In general, for the rest of his life, King had a lot of problems. He drank on an alcoholic level, and took a fair many illegal drugs. His marriages were not successful and he made more than one suicide attempt. An injury in the first year of life – one that disrupts the bonding process – does not go away easily. Corrective emotional/interpersonal experiences can help but do not generally totally undo the harm.

King was smart. That impressed my mother. She remarked more than once on the fact that he had “a very fine mind.” I think she basked in the glory of his intellectual achievements. Certainly he did better than I did in this regard. I hated school and barely avoided being held back when it was time to pass from one grade to another. So it would seem that academic achievement was a domain in which he might regain his superior position in our mother’s esteem.

Given these possible ramifications, Kings completion of his academic career is of some interest. King studied to become an anthropologist. I remember one summer when Carroll (my wife) and I we went to a place where he was working with a group that was digging up an Indian mound. While we were in that general area we visited the Dixon Mounds. Some of the people who worked there showed him some bones to get his opinion about possible diseases the person would’ve suffered from when he was alive. He already had a reputation for being knowledgeable about such things. I also remember visiting the room at Indiana University where all the bones for his project were laid out on a big table for assembly and analysis. King had finished everything for his PhD except writing up the research he was doing on the Indian mound and its bones. Then he stopped working. He didn’t say he had stopped working – but he just never got around to finishing the project.

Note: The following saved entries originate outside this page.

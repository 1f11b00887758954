//! Per-project session index resolution.
//!
//! Each project directory may contain a `sessions-index.json` catalog written
//! by the external CLI: a list of `{sessionId, customTitle?, summary?,
//! firstPrompt?}` entries. The cache lives for exactly one scan; it memoizes
//! success and absence alike, so each index file is read at most once per
//! scan and a rewrite mid-scan is not observed until the next scan.

use std::collections::HashMap;
use std::path::{Path, PathBuf};

use fs_err as fs;
use serde::Deserialize;
use tracing::debug;

pub const INDEX_FILE_NAME: &str = "sessions-index.json";

#[derive(Debug, Deserialize)]
#[serde(rename_all = "camelCase")]
struct IndexEntry {
    session_id: String,
    #[serde(default)]
    custom_title: Option<String>,
    #[serde(default)]
    summary: Option<String>,
    #[serde(default)]
    first_prompt: Option<String>,
}

impl IndexEntry {
    /// A non-empty custom title wins over the generated summary.
    fn display_name(&self) -> String {
        match self.custom_title.as_deref() {
            Some(title) if !title.is_empty() => title.to_string(),
            _ => self.summary.clone().unwrap_or_default(),
        }
    }
}

/// Display metadata resolved for one session. Fields are empty when no
/// index entry matched.
#[derive(Debug, Clone, Default, PartialEq, Eq)]
pub struct ResolvedTitle {
    pub name: String,
    pub first_prompt: String,
}

/// Scan-scoped memoization of index files, keyed by project directory.
///
/// Built fresh at the start of every scan and discarded with it; never
/// shared across scans.
#[derive(Debug, Default)]
pub struct IndexCache {
    indexes: HashMap<PathBuf, Option<Vec<IndexEntry>>>,
}

impl IndexCache {
    pub fn new() -> Self {
        IndexCache::default()
    }

    /// Looks up display metadata for a session.
    ///
    /// Never fails: a missing or unreadable index yields empty fields for
    /// every session in that directory for the rest of the scan. The first
    /// entry with a matching id wins.
    pub fn resolve(&mut self, project_dir: &Path, session_id: &str) -> ResolvedTitle {
        let entries = self
            .indexes
            .entry(project_dir.to_path_buf())
            .or_insert_with(|| read_index(project_dir));

        let Some(entries) = entries else {
            return ResolvedTitle::default();
        };
        let Some(entry) = entries.iter().find(|entry| entry.session_id == session_id) else {
            return ResolvedTitle::default();
        };

        ResolvedTitle {
            name: entry.display_name(),
            first_prompt: entry.first_prompt.clone().unwrap_or_default(),
        }
    }
}

fn read_index(project_dir: &Path) -> Option<Vec<IndexEntry>> {
    let path = project_dir.join(INDEX_FILE_NAME);
    let content = fs::read_to_string(&path).ok()?;
    match serde_json::from_str(&content) {
        Ok(entries) => Some(entries),
        Err(err) => {
            debug!(path = %path.display(), error = %err, "Skipping unreadable session index");
            None
        }
    }
}

#[cfg(test)]
mod tests {
    use super::*;
    use tempfile::TempDir;

    fn write_index(dir: &Path, content: &str) {
        fs::write(dir.join(INDEX_FILE_NAME), content).unwrap();
    }

    #[test]
    fn test_custom_title_wins_over_summary() {
        let temp = TempDir::new().unwrap();
        write_index(
            temp.path(),
            r#"[{"sessionId": "s1", "customTitle": "T", "summary": "S"}]"#,
        );

        let mut cache = IndexCache::new();
        let resolved = cache.resolve(temp.path(), "s1");
        assert_eq!(resolved.name, "T");
    }

    #[test]
    fn test_empty_custom_title_falls_back_to_summary() {
        let temp = TempDir::new().unwrap();
        write_index(
            temp.path(),
            r#"[{"sessionId": "s1", "customTitle": "", "summary": "S", "firstPrompt": "fix the bug"}]"#,
        );

        let mut cache = IndexCache::new();
        let resolved = cache.resolve(temp.path(), "s1");
        assert_eq!(resolved.name, "S");
        assert_eq!(resolved.first_prompt, "fix the bug");
    }

    #[test]
    fn test_unknown_session_id_resolves_empty() {
        let temp = TempDir::new().unwrap();
        write_index(temp.path(), r#"[{"sessionId": "s1", "summary": "S"}]"#);

        let mut cache = IndexCache::new();
        assert_eq!(cache.resolve(temp.path(), "other"), ResolvedTitle::default());
    }

    #[test]
    fn test_missing_index_file_resolves_empty() {
        let temp = TempDir::new().unwrap();
        let mut cache = IndexCache::new();
        assert_eq!(cache.resolve(temp.path(), "s1"), ResolvedTitle::default());
    }

    #[test]
    fn test_corrupt_index_file_resolves_empty() {
        let temp = TempDir::new().unwrap();
        write_index(temp.path(), "{broken");

        let mut cache = IndexCache::new();
        assert_eq!(cache.resolve(temp.path(), "s1"), ResolvedTitle::default());
    }

    #[test]
    fn test_first_matching_entry_wins() {
        let temp = TempDir::new().unwrap();
        write_index(
            temp.path(),
            r#"[
                {"sessionId": "s1", "summary": "first"},
                {"sessionId": "s1", "summary": "second"}
            ]"#,
        );

        let mut cache = IndexCache::new();
        assert_eq!(cache.resolve(temp.path(), "s1").name, "first");
    }

    #[test]
    fn test_index_is_read_once_per_cache() {
        let temp = TempDir::new().unwrap();
        write_index(temp.path(), r#"[{"sessionId": "s1", "summary": "before"}]"#);

        let mut cache = IndexCache::new();
        assert_eq!(cache.resolve(temp.path(), "s1").name, "before");

        // A rewrite mid-scan is not observed by the same cache.
        write_index(temp.path(), r#"[{"sessionId": "s1", "summary": "after"}]"#);
        assert_eq!(cache.resolve(temp.path(), "s1").name, "before");

        // A fresh cache (next scan) sees the new contents.
        let mut next_scan = IndexCache::new();
        assert_eq!(next_scan.resolve(temp.path(), "s1").name, "after");
    }

    #[test]
    fn test_absence_is_cached_too() {
        let temp = TempDir::new().unwrap();
        let mut cache = IndexCache::new();
        assert_eq!(cache.resolve(temp.path(), "s1"), ResolvedTitle::default());

        // An index appearing mid-scan is likewise not observed.
        write_index(temp.path(), r#"[{"sessionId": "s1", "summary": "late"}]"#);
        assert_eq!(cache.resolve(temp.path(), "s1"), ResolvedTitle::default());
    }
}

Despite his lack of a degree, he was hired to teach anthropology in a Midwestern school on the condition that he would finish writing up his research. He accepted the position but never finished writing up his research. Eventually they had to let them go and he got a job as a dispatcher in a flower delivery company.

And that was it. He never did get his PhD.

How could this self-defeating behavior be understood? Perhaps there are two clues.

The first clue for me was a movie that I remember seeing called “The Loneliness Of The Long Distance Runner.” It is about a boy in a center for juvenile delinquents who excels in running – especially long distance running. His institution was going to compete with another more prestigious institution of some sort. Winning against them would provide the center where the long-distance runner resided with a lot of positive recognition. The director of the institution wanted very much to win this competition and offered our long distance runner some valuable perks if he would enter and win this competition. And so he did. At least he entered the contest.

As the runners were nearing the finish line our runner was well in the lead. Then he slowed down as the competitors from the other school gained on him. Finally he came to a dead stop as the other competitors ran around him and won the race.

He lost the race, but won a moral victory against his superiors in the institution. They punished him but could not take away his moral victory. I recall my mother saying that it was a shame that King let his fine mind go to waste. Perhaps his reasons for doing so were similar to the reason why the long-distance runner never finished his race.